Lemon Pesto Rice with Portabello Mushrooms

Good morning, everyone! For the sake of those tired of Thanksgiving leftovers, I’ll be brief with my round-up of last week’s feast before proceeding onto today’s recipe. Two words: IT ROCKED. The end.

LOL

Seriously though, my family and I all agreed that our first vegan/low-sodium/Turkey-less Turkey Day was without exception, exceptional. None of us missed the meat – even my youngest, the die-hard bacon-ista, declared it our best holiday yet. The homemade Hickory Smoked Vegan Turkey (pics and recipe to come) made an outstanding addition to the other mostly-traditional sides, like Mashed Maple Sweet Potatoes, Orange Cranberry Sauce, and Savory Holiday Stuffing. But perhaps the biggest winner among all the dishes, especially with my two daughters, was the recipe I’m sharing today: Lemon Pesto Rice with Portabello Mushrooms.

I’ve made many iterations of this dish over the years, and there’s even a version in the new Everything DASH Diet Cookbook. But most pesto sauces (including the low-sodium version from my cookbook) contain Parmesan cheese – something strictly verboten on our vegan diet. So what’s a gal to do? Get crafty! Here that creamy-salty-something comes in the form of pureed almonds, lemon, mustard, olive oil, and a sprinkling of nutritional yeast flakes. If you’re thinking thanks but no thanks, don’t let the ingredients fool you. This pesto is SERIOUSLY GOOD STUFF. The sauce is a tweaked version of Dreena Burton’s “Lemony Cashew-Basil Pesto,” truly amazing in its own right, but (IMHO) even better with the complimentary tastes of sauteed onion, meaty mushrooms, and hearty brown rice. Oh yesssss.

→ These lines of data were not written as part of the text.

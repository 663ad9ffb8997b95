//! Logging infrastructure using `tracing` and `tracing-subscriber`.
//!
//! # Log Levels
//!
//! - `error`: save/load failures
//! - `warn`: unreadable sheets, missing referenced files, skipped map entries
//! - `info`: auto-map results, save/load summaries
//! - `debug`: per-field auto-map decisions, cache invalidation
//! - `trace`: scoring detail
//!
//! # Usage
//!
//! ```ignore
//! use colmap_cli::logging::{init_logging, LogConfig};
//!
//! let config = LogConfig::from_verbosity(1);
//! init_logging(&config)?;
//! ```

use std::fs::OpenOptions;
use std::io::{self, Write};
use std::path::PathBuf;
use std::sync::{Arc, Mutex};

use tracing::level_filters::LevelFilter;
use tracing_subscriber::{
    EnvFilter,
    fmt::{self, MakeWriter},
    layer::SubscriberExt,
    util::SubscriberInitExt,
};

/// Crates whose events follow the configured level; everything else stays at warn.
const WORKSPACE_TARGETS: &[&str] = &[
    "colmap",
    "colmap_catalog",
    "colmap_cli",
    "colmap_ingest",
    "colmap_map",
    "colmap_model",
    "colmap_persistence",
];

/// Configuration for logging behavior.
#[derive(Debug, Clone)]
pub struct LogConfig {
    /// Level applied to the workspace crates.
    pub level_filter: LevelFilter,
    /// Let `RUST_LOG` override `level_filter` when set.
    pub use_env_filter: bool,
    /// Whether to include timestamps in log output.
    pub with_timestamps: bool,
    /// Whether to include target (module path) in log output.
    pub with_target: bool,
    /// Whether to emit span close events (json format only).
    pub with_spans: bool,
    /// Whether to use ANSI colors in output.
    pub with_ansi: bool,
    pub format: LogFormat,
    /// Optional log file path. When set, logs are appended to the file.
    pub log_file: Option<PathBuf>,
}

/// Log output format.
#[derive(Debug, Clone, Copy, Default, PartialEq, Eq)]
pub enum LogFormat {
    /// Human-readable format with colors.
    #[default]
    Pretty,
    /// Compact single-line format.
    Compact,
    /// JSON format for machine parsing.
    Json,
}

impl Default for LogConfig {
    fn default() -> Self {
        Self {
            level_filter: LevelFilter::WARN,
            use_env_filter: true,
            with_timestamps: false,
            with_target: false,
            with_spans: false,
            with_ansi: true,
            format: LogFormat::default(),
            log_file: None,
        }
    }
}

impl LogConfig {
    /// Create a `LogConfig` from a `-v` count.
    ///
    /// - 0: warn
    /// - 1: info
    /// - 2: debug
    /// - 3+: trace
    #[must_use]
    pub fn from_verbosity(verbosity: u8) -> Self {
        let level_filter = match verbosity {
            0 => LevelFilter::WARN,
            1 => LevelFilter::INFO,
            2 => LevelFilter::DEBUG,
            _ => LevelFilter::TRACE,
        };
        Self {
            level_filter,
            ..Default::default()
        }
    }

    #[must_use]
    pub fn with_level(mut self, level_filter: LevelFilter) -> Self {
        self.level_filter = level_filter;
        self
    }

    #[must_use]
    pub fn with_timestamps(mut self, enable: bool) -> Self {
        self.with_timestamps = enable;
        self
    }

    #[must_use]
    pub fn with_ansi(mut self, enable: bool) -> Self {
        self.with_ansi = enable;
        self
    }

    #[must_use]
    pub fn with_format(mut self, format: LogFormat) -> Self {
        self.format = format;
        self
    }

    /// Set the log file path (writes to stderr when None).
    #[must_use]
    pub fn with_log_file(mut self, path: Option<PathBuf>) -> Self {
        self.log_file = path;
        self
    }

    /// Directive string for the workspace crates at the configured level.
    pub fn directives(&self) -> String {
        let level = self.level_filter.to_string().to_lowercase();
        std::iter::once("warn".to_string())
            .chain(WORKSPACE_TARGETS.iter().map(|t| format!("{t}={level}")))
            .collect::<Vec<_>>()
            .join(",")
    }
}

/// Initialize the global tracing subscriber with the given configuration.
///
/// Call once at startup.
///
/// # Errors
///
/// Returns an error if the log file cannot be opened.
pub fn init_logging(config: &LogConfig) -> io::Result<()> {
    if let Some(path) = &config.log_file {
        let file = OpenOptions::new().create(true).append(true).open(path)?;
        init_logging_with_writer(config, SharedFileWriter::new(file));
    } else {
        init_logging_with_writer(config, io::stderr);
    }
    Ok(())
}

/// Initialize logging with a custom writer.
pub fn init_logging_with_writer<W>(config: &LogConfig, writer: W)
where
    W: for<'writer> MakeWriter<'writer> + Send + Sync + 'static,
{
    let filter = build_env_filter(config);

    match config.format {
        LogFormat::Json => {
            let layer = fmt::layer()
                .json()
                .with_writer(writer)
                .with_target(config.with_target)
                .with_span_events(if config.with_spans {
                    fmt::format::FmtSpan::CLOSE
                } else {
                    fmt::format::FmtSpan::NONE
                });

            tracing_subscriber::registry()
                .with(filter)
                .with(layer)
                .init();
        }
        LogFormat::Compact => {
            let layer = fmt::layer()
                .compact()
                .with_writer(writer)
                .with_ansi(config.with_ansi)
                .with_target(config.with_target);

            if config.with_timestamps {
                tracing_subscriber::registry()
                    .with(filter)
                    .with(layer)
                    .init();
            } else {
                tracing_subscriber::registry()
                    .with(filter)
                    .with(layer.without_time())
                    .init();
            }
        }
        LogFormat::Pretty => {
            let layer = fmt::layer()
                .with_writer(writer)
                .with_ansi(config.with_ansi)
                .with_target(config.with_target);

            if config.with_timestamps {
                tracing_subscriber::registry()
                    .with(filter)
                    .with(layer)
                    .init();
            } else {
                tracing_subscriber::registry()
                    .with(filter)
                    .with(layer.without_time())
                    .init();
            }
        }
    }
}

#[derive(Clone)]
struct SharedFileWriter {
    file: Arc<Mutex<std::fs::File>>,
}

impl SharedFileWriter {
    fn new(file: std::fs::File) -> Self {
        Self {
            file: Arc::new(Mutex::new(file)),
        }
    }
}

struct SharedFileGuard {
    file: Arc<Mutex<std::fs::File>>,
}

impl Write for SharedFileGuard {
    fn write(&mut self, buf: &[u8]) -> io::Result<usize> {
        let mut guard = self
            .file
            .lock()
            .map_err(|_| io::Error::other("log file lock poisoned"))?;
        guard.write(buf)
    }

    fn flush(&mut self) -> io::Result<()> {
        let mut guard = self
            .file
            .lock()
            .map_err(|_| io::Error::other("log file lock poisoned"))?;
        guard.flush()
    }
}

impl<'a> MakeWriter<'a> for SharedFileWriter {
    type Writer = SharedFileGuard;

    fn make_writer(&'a self) -> Self::Writer {
        SharedFileGuard {
            file: Arc::clone(&self.file),
        }
    }
}

fn build_env_filter(config: &LogConfig) -> EnvFilter {
    let fallback = || EnvFilter::new(config.directives());
    if config.use_env_filter {
        EnvFilter::try_from_default_env().unwrap_or_else(|_| fallback())
    } else {
        fallback()
    }
}

#[cfg(test)]
mod tests {
    use super::*;

    #[test]
    fn test_verbosity_levels() {
        assert_eq!(LogConfig::from_verbosity(0).level_filter, LevelFilter::WARN);
        assert_eq!(LogConfig::from_verbosity(2).level_filter, LevelFilter::DEBUG);
        assert_eq!(LogConfig::from_verbosity(9).level_filter, LevelFilter::TRACE);
    }

    #[test]
    fn test_directives_cover_workspace_crates() {
        let directives = LogConfig::default().with_level(LevelFilter::DEBUG).directives();
        assert!(directives.starts_with("warn,"));
        assert!(directives.contains("colmap_map=debug"));
        assert!(directives.contains("colmap_persistence=debug"));
    }
}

I’ve talked about nutritional yeast flakes before. I will say it again. Worst. Name. Ever. Nutritional yeast is a form of inactive yeast with a mild nutty cheesy flavor. Completely vegan and super duper good for you, it’s a great source of B vitamins as well as a low-sodium dieter’s best friend. Add it to salt-free seasoning for a POW! right in the kisser. Sprinkle it on everything from salads to pasta to you-name-it. You will LOVE LOVE LOVE the amazing flavor it imparts to the most ordinary foods, and if you’re not already a fan I guarantee you will be. Nutritional yeast can be purchased online, from many health food stores, and with the rising popularity of plant-based diets, now even some supermarkets. It’s sold under a couple big brand names, Red Star and Bragg being the biggest. I like both. You can buy it in canisters for easy sprinkling and also in bulk. Do like I do and buy it in bulk – so much cheaper – you can store it in an old-timey glass sugar jar for easy pouring. Either way, it’s all good!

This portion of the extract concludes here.